**DATA SHOWN:**
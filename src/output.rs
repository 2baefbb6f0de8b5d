//! Output sinks for the per-tick record stream.

use std::io;
use std::time::Duration;

use serde::{Deserialize, Serialize};
use tokio::io::{AsyncWrite, AsyncWriteExt};
use tokio::sync::mpsc;
use tokio::sync::mpsc::error::TrySendError;
use tokio::task::JoinHandle;

use crate::snapshot::HostSnapshot;

/// Version of the record layout. Field names and `null` absence markers
/// are part of the contract.
pub const SCHEMA_VERSION: u32 = 1;

/// One host's statistics at one aggregator tick.
///
/// Serialized as a single JSON object per line.
#[derive(Debug, Clone, PartialEq, Serialize, Deserialize)]
pub struct Record {
    pub version: u32,
    /// Aggregator tick; strictly increasing, shared by all hosts of a tick.
    pub tick: u64,
    #[serde(flatten)]
    pub snapshot: HostSnapshot,
}

impl Record {
    pub fn new(tick: u64, snapshot: HostSnapshot) -> Self {
        Self {
            version: SCHEMA_VERSION,
            tick,
            snapshot,
        }
    }

    pub fn to_line(&self) -> serde_json::Result<String> {
        serde_json::to_string(self)
    }

    pub fn from_line(line: &str) -> serde_json::Result<Self> {
        serde_json::from_str(line.trim_end())
    }
}

/// Destination for records.
pub enum Output {
    /// Newline-delimited JSON to any async writer (stdout, file, socket).
    Writer(Box<dyn AsyncWrite + Send + Unpin>),

    /// Records pushed through a bounded channel.
    ///
    /// Use `Output::channel()` to create this variant and get the receiver.
    Channel(mpsc::Sender<Record>),
}

impl Output {
    pub fn writer(writer: impl AsyncWrite + Send + Unpin + 'static) -> Self {
        Output::Writer(Box::new(writer))
    }

    pub fn stdout() -> Self {
        Self::writer(tokio::io::stdout())
    }

    /// Create a channel output and return both the output and receiver.
    ///
    /// Records are dropped when the channel is full; the producer never
    /// waits on a slow consumer.
    pub fn channel(buffer: usize) -> (Self, mpsc::Receiver<Record>) {
        let (tx, rx) = mpsc::channel(buffer.max(1));
        (Output::Channel(tx), rx)
    }

    /// Start the output for the tick loop.
    ///
    /// A writer gets its own task behind a queue of `backlog` ticks, so a
    /// consumer that stops reading only loses its own records.
    pub(crate) fn start(self, backlog: usize) -> Sink {
        match self {
            Output::Writer(writer) => {
                let (tx, rx) = mpsc::channel(backlog.max(1));
                let task = tokio::spawn(write_ticks(writer, rx));
                Sink::Writer { tx, task }
            }
            Output::Channel(tx) => Sink::Channel(tx),
        }
    }
}

/// An [`Output`] attached to a running tick loop.
pub(crate) enum Sink {
    Writer {
        tx: mpsc::Sender<Vec<Record>>,
        task: JoinHandle<()>,
    },
    Channel(mpsc::Sender<Record>),
}

impl Sink {
    /// Hand one tick's records over without waiting on the consumer.
    ///
    /// A full queue drops the tick and reports `WouldBlock`; a gone
    /// consumer reports `BrokenPipe`.
    pub(crate) fn send(&self, records: &[Record]) -> io::Result<()> {
        match self {
            Sink::Writer { tx, .. } => match tx.try_send(records.to_vec()) {
                Ok(()) => Ok(()),
                Err(TrySendError::Full(_)) => Err(io::Error::new(
                    io::ErrorKind::WouldBlock,
                    "writer is not keeping up, tick dropped",
                )),
                Err(TrySendError::Closed(_)) => Err(io::Error::new(
                    io::ErrorKind::BrokenPipe,
                    "writer task ended",
                )),
            },
            Sink::Channel(tx) => {
                for record in records {
                    match tx.try_send(record.clone()) {
                        Ok(()) => {}
                        Err(TrySendError::Full(_)) => {
                            log::debug!("record channel full, dropping tick {}", record.tick);
                        }
                        Err(TrySendError::Closed(_)) => {
                            return Err(io::Error::new(
                                io::ErrorKind::BrokenPipe,
                                "record receiver dropped",
                            ));
                        }
                    }
                }
                Ok(())
            }
        }
    }

    /// Let a writer drain its queue and flush, giving up after `grace`.
    pub(crate) async fn close(self, grace: Duration) {
        let Sink::Writer { tx, mut task } = self else {
            return;
        };
        drop(tx);

        match tokio::time::timeout(grace, &mut task).await {
            Ok(Ok(())) => {}
            Ok(Err(e)) => log::error!("output writer task failed: {e}"),
            Err(_) => {
                log::warn!("output writer still blocked after {grace:?}, abandoning queued records");
                task.abort();
            }
        }
    }
}

impl std::fmt::Debug for Sink {
    fn fmt(&self, f: &mut std::fmt::Formatter<'_>) -> std::fmt::Result {
        match self {
            Sink::Writer { .. } => f.write_str("Output::Writer"),
            Sink::Channel(tx) => f.debug_tuple("Output::Channel").field(tx).finish(),
        }
    }
}

async fn write_lines(writer: &mut (dyn AsyncWrite + Send + Unpin), records: &[Record]) -> io::Result<()> {
    let mut buf = Vec::new();
    for record in records {
        serde_json::to_writer(&mut buf, record)?;
        buf.push(b'\n');
    }
    writer.write_all(&buf).await?;
    writer.flush().await
}

/// Write queued ticks until the tick loop hangs up, then flush.
async fn write_ticks(mut writer: Box<dyn AsyncWrite + Send + Unpin>, mut ticks: mpsc::Receiver<Vec<Record>>) {
    let mut failing = false;

    while let Some(records) = ticks.recv().await {
        match write_lines(writer.as_mut(), &records).await {
            Ok(()) if failing => {
                log::info!("output writer recovered");
                failing = false;
            }
            Ok(()) => {}
            Err(e) if !failing => {
                log::warn!("output writer failed: {e}; dropping records until it recovers");
                failing = true;
            }
            Err(_) => {}
        }
    }

    if let Err(e) = writer.flush().await {
        log::warn!("output writer failed to flush: {e}");
    }
}

impl std::fmt::Debug for Output {
    fn fmt(&self, f: &mut std::fmt::Formatter<'_>) -> std::fmt::Result {
        match self {
            Output::Writer(_) => f.write_str("Output::Writer"),
            Output::Channel(tx) => f.debug_tuple("Output::Channel").field(tx).finish(),
        }
    }
}

#[cfg(test)]
mod tests {
    use super::*;
    use crate::ping::Outcome;
    use crate::window::StatsWindow;

    fn sample_snapshot() -> HostSnapshot {
        let mut window = StatsWindow::new(5, 5);
        for outcome in [
            Outcome::reply_ms(10.0),
            Outcome::reply_ms(12.5),
            Outcome::Timeout,
            Outcome::reply_ms(11.0),
        ] {
            window.record(outcome);
        }
        window.snapshot("1.1.1.1", None)
    }

    #[test]
    fn record_round_trips_through_a_line() {
        let record = Record::new(7, sample_snapshot());
        let line = record.to_line().unwrap();
        assert!(!line.contains('\n'));

        let parsed = Record::from_line(&line).unwrap();
        assert_eq!(parsed, record);
    }

    #[test]
    fn absent_values_are_explicit_nulls() {
        let record = Record::new(1, HostSnapshot::empty("silent"));
        let value: serde_json::Value = serde_json::from_str(&record.to_line().unwrap()).unwrap();

        for field in ["rtt_ms", "jitter_ms", "avg_ms", "status", "updated_at", "fault"] {
            assert!(value.get(field).is_some(), "missing field {field}");
            assert!(value[field].is_null(), "{field} should be null");
        }
        assert_eq!(value["version"], 1);
        assert_eq!(value["tick"], 1);
        assert_eq!(value["host"], "silent");
        assert_eq!(value["loss_pct"], 0.0);
    }

    #[test]
    fn failed_samples_are_null_in_history() {
        let record = Record::new(3, sample_snapshot());
        let value: serde_json::Value = serde_json::from_str(&record.to_line().unwrap()).unwrap();
        let history = value["history"].as_array().unwrap();
        assert_eq!(history.len(), 4);
        assert!(history[1].is_null());
        assert_eq!(value["status"], "reply");
    }

    #[tokio::test]
    async fn writer_output_emits_one_line_per_record() {
        let (client, mut server) = tokio::io::duplex(4096);
        let sink = Output::writer(client).start(4);

        let records = vec![
            Record::new(1, sample_snapshot()),
            Record::new(1, HostSnapshot::empty("8.8.8.8")),
        ];
        sink.send(&records).unwrap();
        sink.close(Duration::from_secs(1)).await;

        let mut text = String::new();
        tokio::io::AsyncReadExt::read_to_string(&mut server, &mut text)
            .await
            .unwrap();
        let lines: Vec<_> = text.lines().collect();
        assert_eq!(lines.len(), 2);
        assert_eq!(Record::from_line(lines[1]).unwrap().snapshot.host, "8.8.8.8");
    }

    #[tokio::test(start_paused = true)]
    async fn unread_writer_drops_ticks_instead_of_blocking() {
        let (client, _server) = tokio::io::duplex(64);
        let sink = Output::writer(client).start(2);
        let records = vec![Record::new(1, sample_snapshot())];

        let mut dropped = 0;
        for _ in 0..10 {
            if let Err(e) = sink.send(&records) {
                assert_eq!(e.kind(), io::ErrorKind::WouldBlock);
                dropped += 1;
            }
            tokio::task::yield_now().await;
        }
        assert!(dropped > 0);

        let started = tokio::time::Instant::now();
        sink.close(Duration::from_millis(500)).await;
        assert!(started.elapsed() <= Duration::from_millis(600));
    }

    #[tokio::test]
    async fn channel_output_drops_when_full() {
        let (output, mut rx) = Output::channel(1);
        let sink = output.start(4);
        let records = vec![
            Record::new(1, HostSnapshot::empty("a")),
            Record::new(1, HostSnapshot::empty("b")),
        ];
        sink.send(&records).unwrap();

        assert_eq!(rx.recv().await.unwrap().snapshot.host, "a");
        assert!(rx.try_recv().is_err());
    }

    #[tokio::test]
    async fn channel_output_reports_closed_receiver() {
        let (output, rx) = Output::channel(4);
        drop(rx);
        let err = output
            .start(4)
            .send(&[Record::new(1, HostSnapshot::empty("a"))])
            .unwrap_err();
        assert_eq!(err.kind(), io::ErrorKind::BrokenPipe);
    }
}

**THE TASK:**
All that is wanted is the run of lines from the start of the data through the line containing "use tokio::task::JoinHandle;", copied word for word.

**COMPLETED EXERCISE:**
filename src/output.rs
repository 2baefbb6f0de8b5d
//! Output sinks for the per-tick record stream.

use std::io;
use std::time::Duration;

use serde::{Deserialize, Serialize};
use tokio::io::{AsyncWrite, AsyncWriteExt};
use tokio::sync::mpsc;
use tokio::sync::mpsc::error::TrySendError;
use tokio::task::JoinHandle;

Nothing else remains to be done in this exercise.